From left to right: The three members of RAQS MEDIA COLLECTIVE: Jeebesh Bagchi, Shuddhabrata Sengupta and Monica Narula. Photo by Rana Dasgupta.

Raqs Media Curate at Manifesta7

Italy India

Saturday July 19 marked the official opening of the seventh edition of Manifesta, the European Biennale of Contemporary Art. Curated by New Delhi-based Raqs Media Collective, “The Rest of Now” is one of four primary exhibition programs constituting Manifesta7. Jeebesh Bagchi, Monica Narula and Shuddhabrata Sengupta are members of the cross-disciplinary trio whose own broad-ranging practice has included essays, book projects and installations at major international venues such as documenta11, the Venice Biennale in 2003 and 2005 and the 10th Istanbul Biennale in 2007. Raqs Media’s diverse endeavors are mirrored here in the works they selected: site-specific installations, specially commissioned projects and architectural interventions.

Following a precedent set by the previous two biennales, Manifesta7 is situated in a region of contested national and ethnic identity: four Italian towns in Trentino-Alto Adige/Südtiro, a region marked by its Austro-Hungarian legacy and its early-20th century annexation to Italy. Located on the industrial periphery of Bolzano/Bozen, the Raqs-curated show taps into the region’s complex history, one of the exhibition’s main themes. Nearly 50 kilometers from the closest other Manifesta7 site, the show is not easy to reach by public transit, and locals are not always sympathetic to visiting European or overseas art tourists.

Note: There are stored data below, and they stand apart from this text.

//! Aggregate statistics over launch collections
//!
//! Four independent aggregations, each a single linear pass. Results are
//! materialized maps iterating in first-encounter order, which keeps the
//! printed output stable for a given input. A malformed element (an empty
//! rocket or site name) is skipped with a diagnostic, never aborting the
//! batch.

use indexmap::IndexMap;
use tracing::warn;

use crate::data::Launch;

/// Success rate per rocket as a fraction in [0, 1].
///
/// Only a known-successful outcome counts toward the numerator; unknown
/// outcomes count toward the total. A rocket never seen is simply absent.
pub fn success_rate_by_rocket(launches: &[Launch]) -> IndexMap<String, f64> {
    let mut tallies: IndexMap<String, (u32, u32)> = IndexMap::new();

    for (index, launch) in launches.iter().enumerate() {
        if launch.rocket.is_empty() {
            warn!("skipping launch {} without a rocket name", index);
            continue;
        }
        let (successes, total) = tallies.entry(launch.rocket.clone()).or_insert((0, 0));
        *total += 1;
        if launch.success == Some(true) {
            *successes += 1;
        }
    }

    tallies
        .into_iter()
        .map(|(rocket, (successes, total))| {
            let rate = if total == 0 {
                0.0
            } else {
                f64::from(successes) / f64::from(total)
            };
            (rocket, rate)
        })
        .collect()
}

/// Launch count per launch site.
pub fn launches_per_site(launches: &[Launch]) -> IndexMap<String, usize> {
    let mut counts: IndexMap<String, usize> = IndexMap::new();

    for (index, launch) in launches.iter().enumerate() {
        if launch.launchpad.is_empty() {
            warn!("skipping launch {} without a launchpad name", index);
            continue;
        }
        *counts.entry(launch.launchpad.clone()).or_insert(0) += 1;
    }

    counts
}

/// Launch count per `YYYY-MM` bucket.
pub fn launch_frequency_monthly(launches: &[Launch]) -> IndexMap<String, usize> {
    bucket_by_date(launches, "%Y-%m")
}

/// Launch count per `YYYY` bucket.
pub fn launch_frequency_yearly(launches: &[Launch]) -> IndexMap<String, usize> {
    bucket_by_date(launches, "%Y")
}

fn bucket_by_date(launches: &[Launch], pattern: &str) -> IndexMap<String, usize> {
    let mut counts: IndexMap<String, usize> = IndexMap::new();

    for launch in launches {
        let key = launch.date_utc.format(pattern).to_string();
        *counts.entry(key).or_insert(0) += 1;
    }

    counts
}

Housed in the Ex Alumix building, a disused aluminum factory from the Mussolini era, “The Rest of Now” opens with Harold De Bree’s M1 SS Bailey Bridge (2008). A functional, rapid-deployment bridge modeled on those used by Allied Forces during World War II, De Bree’s bridge spans the large exterior pond but is rendered useless by its lack of a final destination. Inside, the display is formally divergent: on one end of the spectrum is architect Jorge Otero-Pailos’ monumental cast of the building’s decades-old grime in thin sheets of semi-translucent latex. On the other is a different sort of reconfiguration of cultural residue in works like Anders Kreuger’s compelling Subtitles (2008)—part translation exercise, part original video essay—composed of footage from an early 1970s Swedish children’s television show. Neil Cummings and Marysia Lewandowska’s Post-Production (2008), an hour-long film from an archive of work by Socialist-era amateur Polish film clubs, is shown here in a highly stylized microcinema, encircled by a heavy, red curtain and furnished with plush theater seating. In between the works are subtle, unlabeled modifications to the building carried out by the curators themselves: a long rectangular window installed in the otherwise windowless, concrete back wall and another opening in the factory floor, two gestures that open up the imposing host building.

In addition to the works on view, Raqs Media has organized “Tabula Rasa,” a series of events centered around a specially commissioned table designed by architects Nikolaus Hirsch and Michel Müller, who have individually collaborated with Raqs Media Collective in the past. For the 111 days of the exhibition, the curators will host talks and activities around the “blank slate” of the table. Manifesta7 will remain on view through November 2.